Yes. There are other people like Doug Schoen. Not a lot of them, but they do number in the thousands, and those people are RATs and DemocrATs fleeing a sinking ship - looking for some flotsam and jetsam to cling too and keep themselves out of the roiling sea and mighty waves that would drown them.


It's over folks. And much of what's happened over the past few weeks makes a lot more sense now that the Democrats have thrown HRC under the bus (or 18-wheeler as Donna Brazile calls it). The early voting started in ernest about two weeks ago and the returns started to trickle in and so by mid October the people with access to the results realized that Trump was winning, or at the very least he had a good chance of winning. Jesus! skew the poll results, get a full court media press on this guy and talk him down, down, down. Suppress the frigg'n Trump vote through any means possible and let's see how it looks on Halloween. So they pulled out the stops and laid it on thick - election over you fine subjects, move along...
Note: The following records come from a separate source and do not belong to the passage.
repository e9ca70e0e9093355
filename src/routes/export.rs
use axum::{
    extract::State,
    http::{header, StatusCode},
    response::IntoResponse,
    Json,
};

use crate::{
    dto::candidate_dto::ExportRequest, error::Result,
    services::export_service::ExportService, AppState,
};

const XLSX_CONTENT_TYPE: &str =
    "application/vnd.openxmlformats-officedocument.spreadsheetml.sheet";

/// Export all or selected candidates as CSV
#[utoipa::path(
    post,
    path = "/api/export/csv",
    request_body = ExportRequest,
    responses(
        (status = 200, description = "CSV attachment, newest application first")
    )
)]
#[axum::debug_handler]
pub async fn export_candidates_csv(
    State(state): State<AppState>,
    Json(payload): Json<ExportRequest>,
) -> Result<impl IntoResponse> {
    let candidates = state
        .candidate_service
        .export_rows(payload.candidate_ids.as_deref())
        .await?;
    tracing::info!(rows = candidates.len(), "Exporting candidates as CSV");

    let body = ExportService::candidates_csv(&candidates);
    Ok((
        StatusCode::OK,
        [
            (header::CONTENT_TYPE, "text/csv; charset=utf-8".to_string()),
            (
                header::CONTENT_DISPOSITION,
                "attachment; filename=\"candidates-data.csv\"".to_string(),
            ),
        ],
        body,
    ))
}

/// Export all or selected candidates as XLSX, with a summary sheet
#[utoipa::path(
    post,
    path = "/api/export/xlsx",
    request_body = ExportRequest,
    responses(
        (status = 200, description = "XLSX attachment")
    )
)]
#[axum::debug_handler]
pub async fn export_candidates_xlsx(
    State(state): State<AppState>,
    Json(payload): Json<ExportRequest>,
) -> Result<impl IntoResponse> {
    let candidates = state
        .candidate_service
        .export_rows(payload.candidate_ids.as_deref())
        .await?;
    let summary = state.candidate_service.analytics().await?;
    tracing::info!(rows = candidates.len(), "Exporting candidates as XLSX");

    let buffer = ExportService::candidates_xlsx(&candidates, &summary)?;
    let filename = format!(
        "candidates_export_{}.xlsx",
        crate::utils::time::now().format("%Y%m%d_%H%M")
    );
    let disposition = format!("attachment; filename=\"{}\"", filename);

    Ok((
        StatusCode::OK,
        [
            (header::CONTENT_TYPE, XLSX_CONTENT_TYPE.to_string()),
            (header::CONTENT_DISPOSITION, disposition),
        ],
        buffer,
    ))
}
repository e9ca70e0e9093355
pub mod analytics;
pub mod candidate_routes;
pub mod export;
pub mod health;

use axum::{response::IntoResponse, Json};
use utoipa::OpenApi;

#[derive(OpenApi)]
#[openapi(
    info(title = "Candidate Pipeline API"),
    paths(
        health::health,
        candidate_routes::list_candidates,
        candidate_routes::get_board,
        candidate_routes::list_roles,
        candidate_routes::create_candidate,
        candidate_routes::get_candidate,
        candidate_routes::update_candidate,
        candidate_routes::update_candidate_status,
        analytics::get_analytics,
        export::export_candidates_csv,
        export::export_candidates_xlsx,
    )
)]
pub struct ApiDoc;

pub async fn openapi_json() -> impl IntoResponse {
    Json(ApiDoc::openapi())
}
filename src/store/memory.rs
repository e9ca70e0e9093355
use async_trait::async_trait;
use std::sync::Arc;
use tokio::sync::RwLock;
use uuid::Uuid;

use crate::error::{Error, Result};
use crate::models::candidate::{Candidate, NewCandidate};
use crate::store::CandidateStore;

/// Process-local store used when no database is configured.
#[derive(Clone, Default)]
pub struct MemoryCandidateStore {
    candidates: Arc<RwLock<Vec<Candidate>>>,
}

impl MemoryCandidateStore {
    pub fn new() -> Self {
        Self::default()
    }

    pub fn with_candidates(candidates: Vec<Candidate>) -> Self {
        Self {
            candidates: Arc::new(RwLock::new(candidates)),
        }
    }

    pub async fn len(&self) -> usize {
        self.candidates.read().await.len()
    }
}

#[async_trait]
impl CandidateStore for MemoryCandidateStore {
    async fn list_all(&self) -> Result<Vec<Candidate>> {
        let mut candidates = self.candidates.read().await.clone();
        candidates.sort_by(|a, b| b.applied_date.cmp(&a.applied_date));
        Ok(candidates)
    }

    async fn get_one(&self, id: Uuid) -> Result<Candidate> {
        self.candidates
            .read()
            .await
            .iter()
            .find(|c| c.id == id)
            .cloned()
            .ok_or_else(|| Error::NotFound(format!("Candidate {} not found", id)))
    }

    async fn save(&self, candidate: &Candidate) -> Result<Candidate> {
        let mut guard = self.candidates.write().await;
        match guard.iter_mut().find(|c| c.id == candidate.id) {
            Some(existing) => *existing = candidate.clone(),
            None => guard.push(candidate.clone()),
        }
        Ok(candidate.clone())
    }

    async fn create(&self, candidate: NewCandidate) -> Result<Candidate> {
        let candidate = candidate.with_id(Uuid::new_v4());
        self.candidates.write().await.push(candidate.clone());
        Ok(candidate)
    }
}

#[cfg(test)]
mod tests {
    use super::*;
    use crate::models::candidate::CandidateStatus;
    use crate::pipeline::fixtures::{jan, sample_pool};

    #[tokio::test]
    async fn list_is_newest_first() {
        let store = MemoryCandidateStore::with_candidates(sample_pool());
        let listed = store.list_all().await.unwrap();
        assert_eq!(listed.first().unwrap().applied_date, jan(15));
        assert_eq!(listed.last().unwrap().applied_date, jan(5));
    }

    #[tokio::test]
    async fn create_assigns_id_and_save_upserts() {
        let store = MemoryCandidateStore::new();
        let created = store
            .create(NewCandidate {
                name: "Hana Kim".into(),
                email: "hana@example.com".into(),
                phone: None,
                role: "Data Analyst".into(),
                experience: 4,
                status: CandidateStatus::Applied,
                resume: None,
                notes: String::new(),
                applied_date: jan(3),
                last_updated: jan(3),
            })
            .await
            .unwrap();
        assert_eq!(store.len().await, 1);

        let mut changed = created.clone();
        changed.status = CandidateStatus::Offer;
        store.save(&changed).await.unwrap();
        assert_eq!(store.len().await, 1);
        assert_eq!(store.get_one(created.id).await.unwrap().status, CandidateStatus::Offer);
    }

    #[test]
    fn second_save_wins() {
        tokio_test::block_on(async {
            let store = MemoryCandidateStore::with_candidates(sample_pool());
            let original = store.list_all().await.unwrap().remove(0);

            let mut first = original.clone();
            first.notes = "first".into();
            let mut second = original.clone();
            second.status = CandidateStatus::Rejected;

            tokio_test::assert_ok!(store.save(&first).await);
            tokio_test::assert_ok!(store.save(&second).await);

            let stored = store.get_one(original.id).await.unwrap();
            assert_eq!(stored.notes, "");
            assert_eq!(stored.status, CandidateStatus::Rejected);
            assert_eq!(store.len().await, 5);
        });
    }

    #[tokio::test]
    async fn missing_candidate_is_not_found() {
        let store = MemoryCandidateStore::new();
        let err = store.get_one(Uuid::new_v4()).await.unwrap_err();
        assert!(matches!(err, Error::NotFound(_)));
    }
}
pub mod time;
pub mod token;
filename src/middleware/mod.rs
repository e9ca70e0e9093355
pub mod auth;
pub mod rate_limit;
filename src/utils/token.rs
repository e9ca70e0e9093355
use jsonwebtoken::{encode, EncodingKey, Header};

use crate::error::{Error, Result};
use crate::middleware::auth::Claims;

/// Signs an HS256 bearer token accepted by the API auth layer.
pub fn issue_token(secret: &str, subject: &str, role: Option<&str>, ttl_secs: usize) -> Result<String> {
    let exp = crate::utils::time::now().timestamp().max(0) as usize + ttl_secs;
    let claims = Claims {
        sub: subject.to_string(),
        exp,
        role: role.map(str::to_string),
    };
    encode(
        &Header::default(),
        &claims,
        &EncodingKey::from_secret(secret.as_bytes()),
    )
    .map_err(|e| Error::Internal(format!("Failed to sign token: {}", e)))
}
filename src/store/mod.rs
//! Candidate persistence seam.
//!
//! The pipeline engine never talks to storage; the orchestrator reads and
//! writes through [`CandidateStore`]. Writes are last-write-wins: two
//! recruiters saving the same candidate concurrently end with whichever
//! `save` landed second.

pub mod memory;
pub mod postgres;

use async_trait::async_trait;
use uuid::Uuid;

use crate::error::Result;
use crate::models::candidate::{Candidate, NewCandidate};

pub use memory::MemoryCandidateStore;
pub use postgres::PgCandidateStore;

#[cfg_attr(test, mockall::automock)]
#[async_trait]
pub trait CandidateStore: Send + Sync {
    /// Every candidate, newest application first.
    async fn list_all(&self) -> Result<Vec<Candidate>>;

    /// Fails with `NotFound` when no candidate has this id.
    async fn get_one(&self, id: Uuid) -> Result<Candidate>;

    /// Upserts by id.
    async fn save(&self, candidate: &Candidate) -> Result<Candidate>;

    /// Persists a new candidate and assigns its id.
    async fn create(&self, candidate: NewCandidate) -> Result<Candidate>;
}
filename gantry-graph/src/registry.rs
use std::collections::HashMap;
use std::sync::Arc;

use gantry_core::NodeType;

use crate::NodeExecutor;

/// Maps node types to their executors.
///
/// The generate executor is mandatory: it serves `llm_generate` and is
/// the documented fallback for any type without a registration,
/// including unknown (`Other`) types.
pub struct ExecutorRegistry {
    executors: HashMap<NodeType, Arc<dyn NodeExecutor>>,
    generate: Arc<dyn NodeExecutor>,
}

impl ExecutorRegistry {
    pub fn new(generate: Arc<dyn NodeExecutor>) -> Self {
        Self {
            executors: HashMap::new(),
            generate,
        }
    }

    pub fn register(&mut self, node_type: NodeType, executor: Arc<dyn NodeExecutor>) -> &mut Self {
        self.executors.insert(node_type, executor);
        self
    }

    pub fn lookup(&self, node_type: &NodeType) -> Arc<dyn NodeExecutor> {
        if node_type == &NodeType::LlmGenerate {
            return self.generate.clone();
        }
        self.executors
            .get(node_type)
            .cloned()
            .unwrap_or_else(|| self.generate.clone())
    }
}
IT nerd walks down a long, dimly lit hallway at the NSA, and into a room full of computer scientists.
He holds up his tablet and gives the bad news. "It's October 25th and we've collected an excellent sample from several critical swing states including Pennsylvania, Iowa and Ohio and we've concluded that Donald Trump has a 100% probability of winning the general election. There is no way for Hillary Clinton to win." Grumbling long faced scientists look around at each other, "who wants to call POTUS?" That must have been one hell of a phone conversation, but what to do - are we going to just sit back and let this thing play out - Her supporters and the media (same thing) will be shocked and disillusioned. Something must be done to soften the blow - an excuse.


A phone rings late Thursday night "ring, ring, ring, ring..."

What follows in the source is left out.